## Prompt
The task calls for each record to be given again exactly.

## Source material

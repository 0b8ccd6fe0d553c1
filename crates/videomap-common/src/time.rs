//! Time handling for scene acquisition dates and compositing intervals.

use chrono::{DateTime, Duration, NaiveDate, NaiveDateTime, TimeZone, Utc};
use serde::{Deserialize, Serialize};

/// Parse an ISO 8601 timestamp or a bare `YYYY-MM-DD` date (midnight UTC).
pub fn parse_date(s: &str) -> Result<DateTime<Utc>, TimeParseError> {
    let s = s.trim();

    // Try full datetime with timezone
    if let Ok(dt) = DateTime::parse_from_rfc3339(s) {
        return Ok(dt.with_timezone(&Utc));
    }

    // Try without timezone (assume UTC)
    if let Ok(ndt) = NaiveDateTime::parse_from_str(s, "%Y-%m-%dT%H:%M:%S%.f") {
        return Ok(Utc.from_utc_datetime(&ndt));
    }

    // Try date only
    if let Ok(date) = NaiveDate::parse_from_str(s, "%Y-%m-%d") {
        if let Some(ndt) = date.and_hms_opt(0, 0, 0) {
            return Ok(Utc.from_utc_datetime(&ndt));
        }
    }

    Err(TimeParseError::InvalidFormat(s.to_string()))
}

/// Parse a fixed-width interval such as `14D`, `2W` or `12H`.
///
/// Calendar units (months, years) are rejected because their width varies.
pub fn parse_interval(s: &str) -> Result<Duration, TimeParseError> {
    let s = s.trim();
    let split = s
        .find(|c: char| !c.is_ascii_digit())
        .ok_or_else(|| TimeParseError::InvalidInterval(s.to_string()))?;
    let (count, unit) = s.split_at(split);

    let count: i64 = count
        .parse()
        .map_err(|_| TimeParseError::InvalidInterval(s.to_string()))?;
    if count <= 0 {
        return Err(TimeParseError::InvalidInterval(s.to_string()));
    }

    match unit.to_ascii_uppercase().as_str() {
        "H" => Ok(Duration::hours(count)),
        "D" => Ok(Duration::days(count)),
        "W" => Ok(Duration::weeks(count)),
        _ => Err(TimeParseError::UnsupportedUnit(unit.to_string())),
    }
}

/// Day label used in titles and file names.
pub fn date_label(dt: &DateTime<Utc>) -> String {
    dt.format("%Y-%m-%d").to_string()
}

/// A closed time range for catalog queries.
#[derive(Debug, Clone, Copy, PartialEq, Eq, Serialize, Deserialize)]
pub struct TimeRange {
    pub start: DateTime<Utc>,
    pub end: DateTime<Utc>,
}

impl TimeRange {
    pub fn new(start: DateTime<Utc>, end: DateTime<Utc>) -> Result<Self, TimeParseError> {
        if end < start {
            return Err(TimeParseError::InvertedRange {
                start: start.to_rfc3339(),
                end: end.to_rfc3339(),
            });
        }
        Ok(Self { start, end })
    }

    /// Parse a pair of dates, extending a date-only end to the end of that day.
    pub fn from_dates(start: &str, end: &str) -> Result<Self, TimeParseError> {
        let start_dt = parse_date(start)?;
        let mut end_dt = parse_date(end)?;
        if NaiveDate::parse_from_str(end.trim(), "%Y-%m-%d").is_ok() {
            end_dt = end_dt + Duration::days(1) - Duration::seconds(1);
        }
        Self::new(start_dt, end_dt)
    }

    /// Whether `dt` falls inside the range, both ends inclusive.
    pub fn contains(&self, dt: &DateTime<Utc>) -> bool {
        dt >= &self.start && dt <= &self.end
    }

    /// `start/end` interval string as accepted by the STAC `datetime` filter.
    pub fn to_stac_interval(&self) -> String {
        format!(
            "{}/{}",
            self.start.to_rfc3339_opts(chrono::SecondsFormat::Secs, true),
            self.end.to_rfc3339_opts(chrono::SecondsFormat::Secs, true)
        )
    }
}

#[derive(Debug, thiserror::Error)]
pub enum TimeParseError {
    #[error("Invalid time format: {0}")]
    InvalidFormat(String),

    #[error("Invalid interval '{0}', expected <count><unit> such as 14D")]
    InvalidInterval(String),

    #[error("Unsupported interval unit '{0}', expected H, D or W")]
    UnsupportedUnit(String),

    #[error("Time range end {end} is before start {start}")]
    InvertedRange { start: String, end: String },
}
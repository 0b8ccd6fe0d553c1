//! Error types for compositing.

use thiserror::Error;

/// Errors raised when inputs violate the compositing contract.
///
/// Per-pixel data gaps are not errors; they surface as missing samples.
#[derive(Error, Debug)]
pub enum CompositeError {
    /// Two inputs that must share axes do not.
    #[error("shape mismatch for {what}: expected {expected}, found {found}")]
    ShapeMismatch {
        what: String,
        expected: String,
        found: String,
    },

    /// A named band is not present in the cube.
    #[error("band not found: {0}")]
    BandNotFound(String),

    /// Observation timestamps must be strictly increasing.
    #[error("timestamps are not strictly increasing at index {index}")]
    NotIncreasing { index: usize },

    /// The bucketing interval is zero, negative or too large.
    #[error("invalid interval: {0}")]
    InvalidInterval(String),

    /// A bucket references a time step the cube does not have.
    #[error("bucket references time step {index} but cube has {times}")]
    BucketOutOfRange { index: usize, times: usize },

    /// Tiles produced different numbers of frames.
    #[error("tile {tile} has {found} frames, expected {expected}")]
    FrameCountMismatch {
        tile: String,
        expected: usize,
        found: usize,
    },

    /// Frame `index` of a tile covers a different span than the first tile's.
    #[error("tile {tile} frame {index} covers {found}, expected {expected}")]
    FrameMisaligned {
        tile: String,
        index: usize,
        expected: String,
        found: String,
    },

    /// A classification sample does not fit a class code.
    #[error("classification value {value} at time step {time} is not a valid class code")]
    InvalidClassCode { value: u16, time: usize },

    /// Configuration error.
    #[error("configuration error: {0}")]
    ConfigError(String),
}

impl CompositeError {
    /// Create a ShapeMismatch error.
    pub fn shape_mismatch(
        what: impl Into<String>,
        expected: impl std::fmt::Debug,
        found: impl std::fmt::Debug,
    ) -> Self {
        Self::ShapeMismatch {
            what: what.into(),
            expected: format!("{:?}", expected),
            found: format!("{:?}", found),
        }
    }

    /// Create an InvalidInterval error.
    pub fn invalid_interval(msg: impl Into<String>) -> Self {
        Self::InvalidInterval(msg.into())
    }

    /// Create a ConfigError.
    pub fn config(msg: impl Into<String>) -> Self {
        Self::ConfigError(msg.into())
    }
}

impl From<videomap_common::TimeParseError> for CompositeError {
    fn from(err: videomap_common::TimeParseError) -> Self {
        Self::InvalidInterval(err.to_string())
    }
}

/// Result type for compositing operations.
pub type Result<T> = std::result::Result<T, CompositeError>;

## Exercise solution
repository 0b8ccd6fe0d553c1
filename crates/videomap-common/src/time.rs
//! Time handling for scene acquisition dates and compositing intervals.

use chrono::{DateTime, Duration, NaiveDate, NaiveDateTime, TimeZone, Utc};
use serde::{Deserialize, Serialize};

/// Parse an ISO 8601 timestamp or a bare `YYYY-MM-DD` date (midnight UTC).
pub fn parse_date(s: &str) -> Result<DateTime<Utc>, TimeParseError> {
    let s = s.trim();

    // Try full datetime with timezone
    if let Ok(dt) = DateTime::parse_from_rfc3339(s) {
        return Ok(dt.with_timezone(&Utc));
    }

    // Try without timezone (assume UTC)
    if let Ok(ndt) = NaiveDateTime::parse_from_str(s, "%Y-%m-%dT%H:%M:%S%.f") {
        return Ok(Utc.from_utc_datetime(&ndt));
    }

    // Try date only
    if let Ok(date) = NaiveDate::parse_from_str(s, "%Y-%m-%d") {
        if let Some(ndt) = date.and_hms_opt(0, 0, 0) {
            return Ok(Utc.from_utc_datetime(&ndt));
        }
    }

    Err(TimeParseError::InvalidFormat(s.to_string()))
}

/// Parse a fixed-width interval such as `14D`, `2W` or `12H`.
///
/// Calendar units (months, years) are rejected because their width varies.
pub fn parse_interval(s: &str) -> Result<Duration, TimeParseError> {
    let s = s.trim();
    let split = s
        .find(|c: char| !c.is_ascii_digit())
        .ok_or_else(|| TimeParseError::InvalidInterval(s.to_string()))?;
    let (count, unit) = s.split_at(split);

    let count: i64 = count
        .parse()
        .map_err(|_| TimeParseError::InvalidInterval(s.to_string()))?;
    if count <= 0 {
        return Err(TimeParseError::InvalidInterval(s.to_string()));
    }

    match unit.to_ascii_uppercase().as_str() {
        "H" => Ok(Duration::hours(count)),
        "D" => Ok(Duration::days(count)),
        "W" => Ok(Duration::weeks(count)),
        _ => Err(TimeParseError::UnsupportedUnit(unit.to_string())),
    }
}

/// Day label used in titles and file names.
pub fn date_label(dt: &DateTime<Utc>) -> String {
    dt.format("%Y-%m-%d").to_string()
}

/// A closed time range for catalog queries.
#[derive(Debug, Clone, Copy, PartialEq, Eq, Serialize, Deserialize)]
pub struct TimeRange {
    pub start: DateTime<Utc>,
    pub end: DateTime<Utc>,
}

impl TimeRange {
    pub fn new(start: DateTime<Utc>, end: DateTime<Utc>) -> Result<Self, TimeParseError> {
        if end < start {
            return Err(TimeParseError::InvertedRange {
                start: start.to_rfc3339(),
                end: end.to_rfc3339(),
            });
        }
        Ok(Self { start, end })
    }

    /// Parse a pair of dates, extending a date-only end to the end of that day.
    pub fn from_dates(start: &str, end: &str) -> Result<Self, TimeParseError> {
        let start_dt = parse_date(start)?;
        let mut end_dt = parse_date(end)?;
        if NaiveDate::parse_from_str(end.trim(), "%Y-%m-%d").is_ok() {
            end_dt = end_dt + Duration::days(1) - Duration::seconds(1);
        }
        Self::new(start_dt, end_dt)
    }

    /// Whether `dt` falls inside the range, both ends inclusive.
    pub fn contains(&self, dt: &DateTime<Utc>) -> bool {
        dt >= &self.start && dt <= &self.end
    }

    /// `start/end` interval string as accepted by the STAC `datetime` filter.
    pub fn to_stac_interval(&self) -> String {
        format!(
            "{}/{}",
            self.start.to_rfc3339_opts(chrono::SecondsFormat::Secs, true),
            self.end.to_rfc3339_opts(chrono::SecondsFormat::Secs, true)
        )
    }
}

#[derive(Debug, thiserror::Error)]
pub enum TimeParseError {
    #[error("Invalid time format: {0}")]
    InvalidFormat(String),

    #[error("Invalid interval '{0}', expected <count><unit> such as 14D")]
    InvalidInterval(String),

    #[error("Unsupported interval unit '{0}', expected H, D or W")]
    UnsupportedUnit(String),

    #[error("Time range end {end} is before start {start}")]
    InvertedRange { start: String, end: String },
}
repository 0b8ccd6fe0d553c1
//! Error types for compositing.

use thiserror::Error;

/// Errors raised when inputs violate the compositing contract.
///
/// Per-pixel data gaps are not errors; they surface as missing samples.
#[derive(Error, Debug)]
pub enum CompositeError {
    /// Two inputs that must share axes do not.
    #[error("shape mismatch for {what}: expected {expected}, found {found}")]
    ShapeMismatch {
        what: String,
        expected: String,
        found: String,
    },

    /// A named band is not present in the cube.
    #[error("band not found: {0}")]
    BandNotFound(String),

    /// Observation timestamps must be strictly increasing.
    #[error("timestamps are not strictly increasing at index {index}")]
    NotIncreasing { index: usize },

    /// The bucketing interval is zero, negative or too large.
    #[error("invalid interval: {0}")]
    InvalidInterval(String),

    /// A bucket references a time step the cube does not have.
    #[error("bucket references time step {index} but cube has {times}")]
    BucketOutOfRange { index: usize, times: usize },

    /// Tiles produced different numbers of frames.
    #[error("tile {tile} has {found} frames, expected {expected}")]
    FrameCountMismatch {
        tile: String,
        expected: usize,
        found: usize,
    },

    /// Frame `index` of a tile covers a different span than the first tile's.
    #[error("tile {tile} frame {index} covers {found}, expected {expected}")]
    FrameMisaligned {
        tile: String,
        index: usize,
        expected: String,
        found: String,
    },

    /// A classification sample does not fit a class code.
    #[error("classification value {value} at time step {time} is not a valid class code")]
    InvalidClassCode { value: u16, time: usize },

    /// Configuration error.
    #[error("configuration error: {0}")]
    ConfigError(String),
}

impl CompositeError {
    /// Create a ShapeMismatch error.
    pub fn shape_mismatch(
        what: impl Into<String>,
        expected: impl std::fmt::Debug,
        found: impl std::fmt::Debug,
    ) -> Self {
        Self::ShapeMismatch {
            what: what.into(),
            expected: format!("{:?}", expected),
            found: format!("{:?}", found),
        }
    }

    /// Create an InvalidInterval error.
    pub fn invalid_interval(msg: impl Into<String>) -> Self {
        Self::InvalidInterval(msg.into())
    }

    /// Create a ConfigError.
    pub fn config(msg: impl Into<String>) -> Self {
        Self::ConfigError(msg.into())
    }
}

impl From<videomap_common::TimeParseError> for CompositeError {
    fn from(err: videomap_common::TimeParseError) -> Self {
        Self::InvalidInterval(err.to_string())
    }
}

/// Result type for compositing operations.
pub type Result<T> = std::result::Result<T, CompositeError>;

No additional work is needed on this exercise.